This and that for your Sunday reading.
- Keenan Sorokan reports on the unprecedented number of students out sick from school in the Saskatoon area, while Karen Bartko reports on a spike in respiratory illnesses among Edmonton students. And Andrew Potter writes about the concurrent drops in government capacity and trust in public services with reference to ArriveCAN - though it's particularly worth noting that the important public successes earlier in the pandemic have largely been written out of history, while a counternarrative claiming none of them should ever have been bothered with has spread among the anti-science fever swamps.
- Meanwhile, Mazen Maurice Guirguis highlights Danielle Smith's apparent intention to declare a constitutional right to harm others, while Medicine Hat News reports on her plans to invite Paul Alexander and his "let-'er-rip" approach to define Alberta's further pandemic response.
- Doug Henwood writes that any response to temporary inflation needs to recognize and ameliorate the longstanding failure of the U.S. economy to generate benefits for any but the richest of people. Jake Johnson reports on Bernie Sanders' crucial end-of-campaign message that Republicans are itching to make matters even worse if given the chance, while David Rothkopf and Bernard Schwartz offer a reminder that right-wing politicians are bad for the economy even on their own terms of promoting growth at the expense of fairness and inclusiveness. Lawrence Martin discusses how conservative politics everywhere have become synonymous with fear and bigotry as a substitute for any attempt to produce positive outcomes by rationale measures. And Murray Mandryk tries to hold the Moe government to at least the standard of not actively promoting anti-science myths in publicly-funded schools.

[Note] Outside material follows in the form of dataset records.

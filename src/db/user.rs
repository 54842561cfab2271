//! User repository
//!
//! Authentication is handled elsewhere; this only maps an email to the
//! numeric id that scopes every task and category.

use chrono::{DateTime, Utc};
use rusqlite::OptionalExtension;

use super::{DbPool, conn, parse_datetime};
use crate::Result;
use crate::model::UserId;

/// A user
#[derive(Debug, Clone)]
pub struct User {
    pub id: UserId,
    pub email: String,
    pub name: Option<String>,
    pub created_at: DateTime<Utc>,
}

/// User repository
#[derive(Clone)]
pub struct UserRepo {
    pool: DbPool,
}

impl UserRepo {
    /// Create a new user repository
    #[must_use]
    #[allow(clippy::missing_const_for_fn)]
    pub fn new(pool: DbPool) -> Self {
        Self { pool }
    }

    /// Find or create a user by email
    ///
    /// # Errors
    ///
    /// Returns error if database operation fails
    pub fn find_or_create(&self, email: &str) -> Result<User> {
        if let Some(user) = self.find_by_email(email)? {
            return Ok(user);
        }

        let conn = conn(&self.pool)?;
        let now = Utc::now();

        conn.execute(
            "INSERT INTO users (email, created_at) VALUES (?1, ?2)",
            rusqlite::params![email, now.to_rfc3339()],
        )?;

        tracing::info!(email, "created user");

        Ok(User {
            id: conn.last_insert_rowid(),
            email: email.to_string(),
            name: None,
            created_at: now,
        })
    }

    /// Find a user by email (returns None if not found)
    ///
    /// # Errors
    ///
    /// Returns error if database operation fails
    pub fn find_by_email(&self, email: &str) -> Result<Option<User>> {
        let conn = conn(&self.pool)?;

        let user = conn
            .query_row(
                "SELECT id, email, name, created_at FROM users WHERE email = ?1",
                [email],
                |row| {
                    Ok(User {
                        id: row.get(0)?,
                        email: row.get(1)?,
                        name: row.get(2)?,
                        created_at: parse_datetime(&row.get::<_, String>(3)?),
                    })
                },
            )
            .optional()?;

        Ok(user)
    }

    /// Set the user's display name
    ///
    /// # Errors
    ///
    /// Returns error if database operation fails
    pub fn set_name(&self, id: UserId, name: Option<&str>) -> Result<()> {
        let conn = conn(&self.pool)?;
        conn.execute(
            "UPDATE users SET name = ?1 WHERE id = ?2",
            rusqlite::params![name, id],
        )?;
        Ok(())
    }
}

#[cfg(test)]
mod tests {
    use super::*;
    use crate::db::init_memory;

    fn setup() -> UserRepo {
        let pool = init_memory().unwrap();
        UserRepo::new(pool)
    }

    #[test]
    fn test_find_or_create_user() {
        let repo = setup();

        let user = repo.find_or_create("ana@example.com").unwrap();
        assert_eq!(user.email, "ana@example.com");
        assert!(user.name.is_none());

        // Should return same user
        let user2 = repo.find_or_create("ana@example.com").unwrap();
        assert_eq!(user.id, user2.id);

        let other = repo.find_or_create("luis@example.com").unwrap();
        assert_ne!(user.id, other.id);
    }

    #[test]
    fn test_set_name() {
        let repo = setup();

        let user = repo.find_or_create("ana@example.com").unwrap();
        repo.set_name(user.id, Some("Ana")).unwrap();

        let user = repo.find_by_email("ana@example.com").unwrap().unwrap();
        assert_eq!(user.name.as_deref(), Some("Ana"));
    }

    #[test]
    fn test_find_missing() {
        let repo = setup();
        assert!(repo.find_by_email("nadie@example.com").unwrap().is_none());
    }
}
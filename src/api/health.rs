//! Health check endpoints

use std::sync::Arc;

use axum::{Json, Router, extract::State, http::StatusCode, routing::get};
use serde::Serialize;

use super::ApiState;

/// Health check response
#[derive(Serialize)]
pub struct HealthResponse {
    pub status: &'static str,
    pub version: &'static str,
}

/// Detailed readiness response
#[derive(Serialize)]
pub struct ReadinessResponse {
    pub status: &'static str,
    pub checks: ReadinessChecks,
}

/// Individual readiness checks
#[derive(Serialize)]
pub struct ReadinessChecks {
    pub database: CheckResult,
    pub tts: CheckResult,
}

/// Result of a single health check
#[derive(Serialize)]
pub struct CheckResult {
    pub status: &'static str,
    #[serde(skip_serializing_if = "Option::is_none")]
    pub message: Option<String>,
}

impl CheckResult {
    const fn ok() -> Self {
        Self {
            status: "ok",
            message: None,
        }
    }

    fn fail(message: impl Into<String>) -> Self {
        Self {
            status: "fail",
            message: Some(message.into()),
        }
    }

    fn unavailable() -> Self {
        Self {
            status: "unavailable",
            message: Some("not configured".to_string()),
        }
    }
}

/// Liveness probe
async fn health() -> Json<HealthResponse> {
    Json(HealthResponse {
        status: "ok",
        version: env!("CARGO_PKG_VERSION"),
    })
}

/// Readiness probe; missing cloud TTS does not make the service unready
async fn ready(State(state): State<Arc<ApiState>>) -> (StatusCode, Json<ReadinessResponse>) {
    let database = check_database(&state);
    let tts = if state.tts.is_some() {
        CheckResult::ok()
    } else {
        CheckResult::unavailable()
    };

    let all_ok = database.status == "ok";
    let (status, http_status) = if all_ok {
        ("ok", StatusCode::OK)
    } else {
        ("degraded", StatusCode::SERVICE_UNAVAILABLE)
    };

    (
        http_status,
        Json(ReadinessResponse {
            status,
            checks: ReadinessChecks { database, tts },
        }),
    )
}

/// Check database connectivity
fn check_database(state: &ApiState) -> CheckResult {
    match state.db.get() {
        Ok(conn) => match conn.query_row("SELECT 1", [], |_| Ok(())) {
            Ok(()) => CheckResult::ok(),
            Err(e) => CheckResult::fail(format!("query failed: {e}")),
        },
        Err(e) => CheckResult::fail(format!("connection failed: {e}")),
    }
}

/// Build health router (liveness only, no state needed)
pub fn router() -> Router {
    Router::new().route("/health", get(health))
}

/// Build readiness router
pub fn ready_router(state: Arc<ApiState>) -> Router {
    Router::new().route("/ready", get(ready)).with_state(state)
}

- Charles Smith discusses how Doug Ford is taking the usual right-wing attack on workers to new extremes by invoking the notwithstanding clause to terminate collective bargaining, while Linda McQuaig calls out his choice to make public education generally into a combat zone rather than a system intended to promote learning and socialization. And David Bush offers a reminder that the labour rights workers enjoy today are the product of collective against against unjust laws.
- Finally, Brandon Gage reports on the World Meteorological Organization's findings that the last eight years have been the hottest in recorded history. And Conrad Swanson reports on the megadrought which is threatening to make the entire area of the U.S. which relies on the Colorado River unliveable.